* [Work item] Each line holding the string "OutputHandle" is to be copied from the data.

* [Data for the task]

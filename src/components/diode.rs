//! Diode model.
//!
//! Uses the Shockley diode equation:
//!   I = Is * (exp((V_in - V_out) / Vt) - 1)
//!
//! The conductance dI/dV = Is/Vt * exp(V/Vt) is supplied analytically so
//! Newton iterations on circuits see the exact Jacobian.

use super::{ComponentSpec, Declarations, Derivative, Inputs, Outputs, Partials};
use crate::components::Component;
use crate::error::{MdoError, Result};
use crate::model::{InputHandle, OutputHandle};

/// Default saturation current, in A.
pub const DEFAULT_SATURATION_CURRENT: f64 = 1e-15;

/// Default thermal voltage, in V.
pub const DEFAULT_THERMAL_VOLTAGE: f64 = 0.025875;

/// A diode component.
#[derive(Debug, Clone)]
pub struct Diode {
    /// Saturation current (Is)
    pub is: f64,
    /// Thermal voltage (Vt)
    pub vt: f64,
    v_in: InputHandle,
    v_out: InputHandle,
    current: OutputHandle,
}

impl Default for Diode {
    fn default() -> Self {
        Self::new(DEFAULT_SATURATION_CURRENT, DEFAULT_THERMAL_VOLTAGE)
    }
}

impl Diode {
    /// Create a new diode.
    pub fn new(is: f64, vt: f64) -> Self {
        Self {
            is,
            vt,
            v_in: InputHandle(0),
            v_out: InputHandle(1),
            current: OutputHandle(0),
        }
    }

    /// Calculate the diode current at a given voltage.
    pub fn current(&self, v: f64) -> f64 {
        self.is * ((v / self.vt).exp() - 1.0)
    }

    /// Calculate the conductance (dI/dV) at a given voltage.
    pub fn conductance(&self, v: f64) -> f64 {
        self.is / self.vt * (v / self.vt).exp()
    }
}

impl Component for Diode {
    fn setup(&mut self, decl: &mut Declarations) -> Result<()> {
        if !(self.vt.is_finite() && self.vt > 0.0) {
            return Err(MdoError::invalid_option(
                decl.component(),
                "Vt",
                "thermal voltage must be positive",
            ));
        }
        self.v_in = decl.add_input("V_in", 0.0, Some("V"))?;
        self.v_out = decl.add_input("V_out", 0.0, Some("V"))?;
        self.current = decl.add_output("I", 0.0, Some("A"))?;
        decl.declare_partials(self.current, self.v_in, Derivative::Analytic);
        decl.declare_partials(self.current, self.v_out, Derivative::Analytic);
        Ok(())
    }

    fn compute(&self, inputs: &Inputs, outputs: &mut Outputs) -> Result<()> {
        let v = inputs.scalar(self.v_in) - inputs.scalar(self.v_out);
        outputs.set_scalar(self.current, self.current(v));
        Ok(())
    }

    fn compute_partials(&self, inputs: &Inputs, _outputs: &Outputs, partials: &mut Partials) -> Result<()> {
        let v = inputs.scalar(self.v_in) - inputs.scalar(self.v_out);
        let g = self.conductance(v);
        partials.set_scalar(self.current, self.v_in, g);
        partials.set_scalar(self.current, self.v_out, -g);
        Ok(())
    }

    fn spec(&self) -> Option<ComponentSpec> {
        Some(ComponentSpec::Diode {
            is: self.is,
            vt: self.vt,
        })
    }
}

* [Answer box]
use crate::model::{InputHandle, OutputHandle};
    current: OutputHandle,
            current: OutputHandle(0),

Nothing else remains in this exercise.